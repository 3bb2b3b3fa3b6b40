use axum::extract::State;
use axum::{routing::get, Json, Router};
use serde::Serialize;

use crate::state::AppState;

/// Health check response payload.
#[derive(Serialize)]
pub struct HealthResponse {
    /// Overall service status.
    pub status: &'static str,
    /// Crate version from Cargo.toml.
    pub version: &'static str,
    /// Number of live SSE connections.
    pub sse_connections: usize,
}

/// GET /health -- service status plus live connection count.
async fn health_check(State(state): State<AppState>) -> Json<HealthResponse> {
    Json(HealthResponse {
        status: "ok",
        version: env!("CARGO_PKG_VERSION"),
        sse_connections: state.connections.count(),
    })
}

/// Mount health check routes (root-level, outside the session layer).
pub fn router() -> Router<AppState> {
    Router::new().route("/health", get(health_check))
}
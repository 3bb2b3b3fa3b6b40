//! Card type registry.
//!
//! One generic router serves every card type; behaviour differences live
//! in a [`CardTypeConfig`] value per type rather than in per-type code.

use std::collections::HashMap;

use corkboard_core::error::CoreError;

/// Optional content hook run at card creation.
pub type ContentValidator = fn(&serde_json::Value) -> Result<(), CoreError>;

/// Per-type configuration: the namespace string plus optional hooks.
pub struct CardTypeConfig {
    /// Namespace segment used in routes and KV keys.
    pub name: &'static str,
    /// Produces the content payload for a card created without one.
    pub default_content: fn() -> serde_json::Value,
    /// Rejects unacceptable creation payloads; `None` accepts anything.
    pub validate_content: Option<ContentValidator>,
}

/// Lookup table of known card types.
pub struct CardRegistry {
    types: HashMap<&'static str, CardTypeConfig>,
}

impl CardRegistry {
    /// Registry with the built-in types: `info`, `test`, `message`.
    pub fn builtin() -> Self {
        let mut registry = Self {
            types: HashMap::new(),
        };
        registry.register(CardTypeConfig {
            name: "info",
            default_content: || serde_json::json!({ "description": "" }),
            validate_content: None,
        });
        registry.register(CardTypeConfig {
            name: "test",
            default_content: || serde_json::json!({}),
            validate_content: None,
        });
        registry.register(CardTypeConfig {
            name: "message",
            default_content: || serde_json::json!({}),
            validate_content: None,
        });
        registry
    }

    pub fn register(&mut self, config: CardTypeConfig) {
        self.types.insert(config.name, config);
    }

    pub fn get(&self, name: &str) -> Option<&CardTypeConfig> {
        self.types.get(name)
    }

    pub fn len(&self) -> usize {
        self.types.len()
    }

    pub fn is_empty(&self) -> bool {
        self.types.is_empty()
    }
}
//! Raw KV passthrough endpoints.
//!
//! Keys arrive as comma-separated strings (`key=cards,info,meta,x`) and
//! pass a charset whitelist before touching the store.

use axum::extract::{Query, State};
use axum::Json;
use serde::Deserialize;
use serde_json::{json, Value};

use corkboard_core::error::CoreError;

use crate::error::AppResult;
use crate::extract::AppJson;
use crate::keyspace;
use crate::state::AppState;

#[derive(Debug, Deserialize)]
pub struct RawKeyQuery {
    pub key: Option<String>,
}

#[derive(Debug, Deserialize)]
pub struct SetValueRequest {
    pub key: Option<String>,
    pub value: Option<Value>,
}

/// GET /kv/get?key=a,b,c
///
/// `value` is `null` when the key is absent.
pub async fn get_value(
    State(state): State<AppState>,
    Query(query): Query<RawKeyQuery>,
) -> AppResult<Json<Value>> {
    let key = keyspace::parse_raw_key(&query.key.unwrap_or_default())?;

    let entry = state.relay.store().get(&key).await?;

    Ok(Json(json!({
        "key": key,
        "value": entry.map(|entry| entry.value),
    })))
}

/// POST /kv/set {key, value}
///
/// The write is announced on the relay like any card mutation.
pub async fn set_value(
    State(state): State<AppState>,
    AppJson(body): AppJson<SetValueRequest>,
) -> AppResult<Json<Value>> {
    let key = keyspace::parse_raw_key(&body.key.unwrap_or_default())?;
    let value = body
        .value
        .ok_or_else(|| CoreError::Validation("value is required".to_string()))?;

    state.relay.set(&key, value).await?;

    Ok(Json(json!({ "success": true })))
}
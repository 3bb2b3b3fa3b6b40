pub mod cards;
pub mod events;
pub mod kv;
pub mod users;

# What is needed
The full set of lines above should be retyped without a single change.

# Result of this exercise
repository 3bb2b3b3fa3b6b40
use axum::extract::State;
use axum::{routing::get, Json, Router};
use serde::Serialize;

use crate::state::AppState;

/// Health check response payload.
#[derive(Serialize)]
pub struct HealthResponse {
    /// Overall service status.
    pub status: &'static str,
    /// Crate version from Cargo.toml.
    pub version: &'static str,
    /// Number of live SSE connections.
    pub sse_connections: usize,
}

/// GET /health -- service status plus live connection count.
async fn health_check(State(state): State<AppState>) -> Json<HealthResponse> {
    Json(HealthResponse {
        status: "ok",
        version: env!("CARGO_PKG_VERSION"),
        sse_connections: state.connections.count(),
    })
}

/// Mount health check routes (root-level, outside the session layer).
pub fn router() -> Router<AppState> {
    Router::new().route("/health", get(health_check))
}
repository 3bb2b3b3fa3b6b40
//! Card type registry.
//!
//! One generic router serves every card type; behaviour differences live
//! in a [`CardTypeConfig`] value per type rather than in per-type code.

use std::collections::HashMap;

use corkboard_core::error::CoreError;

/// Optional content hook run at card creation.
pub type ContentValidator = fn(&serde_json::Value) -> Result<(), CoreError>;

/// Per-type configuration: the namespace string plus optional hooks.
pub struct CardTypeConfig {
    /// Namespace segment used in routes and KV keys.
    pub name: &'static str,
    /// Produces the content payload for a card created without one.
    pub default_content: fn() -> serde_json::Value,
    /// Rejects unacceptable creation payloads; `None` accepts anything.
    pub validate_content: Option<ContentValidator>,
}

/// Lookup table of known card types.
pub struct CardRegistry {
    types: HashMap<&'static str, CardTypeConfig>,
}

impl CardRegistry {
    /// Registry with the built-in types: `info`, `test`, `message`.
    pub fn builtin() -> Self {
        let mut registry = Self {
            types: HashMap::new(),
        };
        registry.register(CardTypeConfig {
            name: "info",
            default_content: || serde_json::json!({ "description": "" }),
            validate_content: None,
        });
        registry.register(CardTypeConfig {
            name: "test",
            default_content: || serde_json::json!({}),
            validate_content: None,
        });
        registry.register(CardTypeConfig {
            name: "message",
            default_content: || serde_json::json!({}),
            validate_content: None,
        });
        registry
    }

    pub fn register(&mut self, config: CardTypeConfig) {
        self.types.insert(config.name, config);
    }

    pub fn get(&self, name: &str) -> Option<&CardTypeConfig> {
        self.types.get(name)
    }

    pub fn len(&self) -> usize {
        self.types.len()
    }

    pub fn is_empty(&self) -> bool {
        self.types.is_empty()
    }
}
//! Raw KV passthrough endpoints.
//!
//! Keys arrive as comma-separated strings (`key=cards,info,meta,x`) and
//! pass a charset whitelist before touching the store.

use axum::extract::{Query, State};
use axum::Json;
use serde::Deserialize;
use serde_json::{json, Value};

use corkboard_core::error::CoreError;

use crate::error::AppResult;
use crate::extract::AppJson;
use crate::keyspace;
use crate::state::AppState;

#[derive(Debug, Deserialize)]
pub struct RawKeyQuery {
    pub key: Option<String>,
}

#[derive(Debug, Deserialize)]
pub struct SetValueRequest {
    pub key: Option<String>,
    pub value: Option<Value>,
}

/// GET /kv/get?key=a,b,c
///
/// `value` is `null` when the key is absent.
pub async fn get_value(
    State(state): State<AppState>,
    Query(query): Query<RawKeyQuery>,
) -> AppResult<Json<Value>> {
    let key = keyspace::parse_raw_key(&query.key.unwrap_or_default())?;

    let entry = state.relay.store().get(&key).await?;

    Ok(Json(json!({
        "key": key,
        "value": entry.map(|entry| entry.value),
    })))
}

/// POST /kv/set {key, value}
///
/// The write is announced on the relay like any card mutation.
pub async fn set_value(
    State(state): State<AppState>,
    AppJson(body): AppJson<SetValueRequest>,
) -> AppResult<Json<Value>> {
    let key = keyspace::parse_raw_key(&body.key.unwrap_or_default())?;
    let value = body
        .value
        .ok_or_else(|| CoreError::Validation("value is required".to_string()))?;

    state.relay.set(&key, value).await?;

    Ok(Json(json!({ "success": true })))
}
repository 3bb2b3b3fa3b6b40
pub mod cards;
pub mod events;
pub mod kv;
pub mod users;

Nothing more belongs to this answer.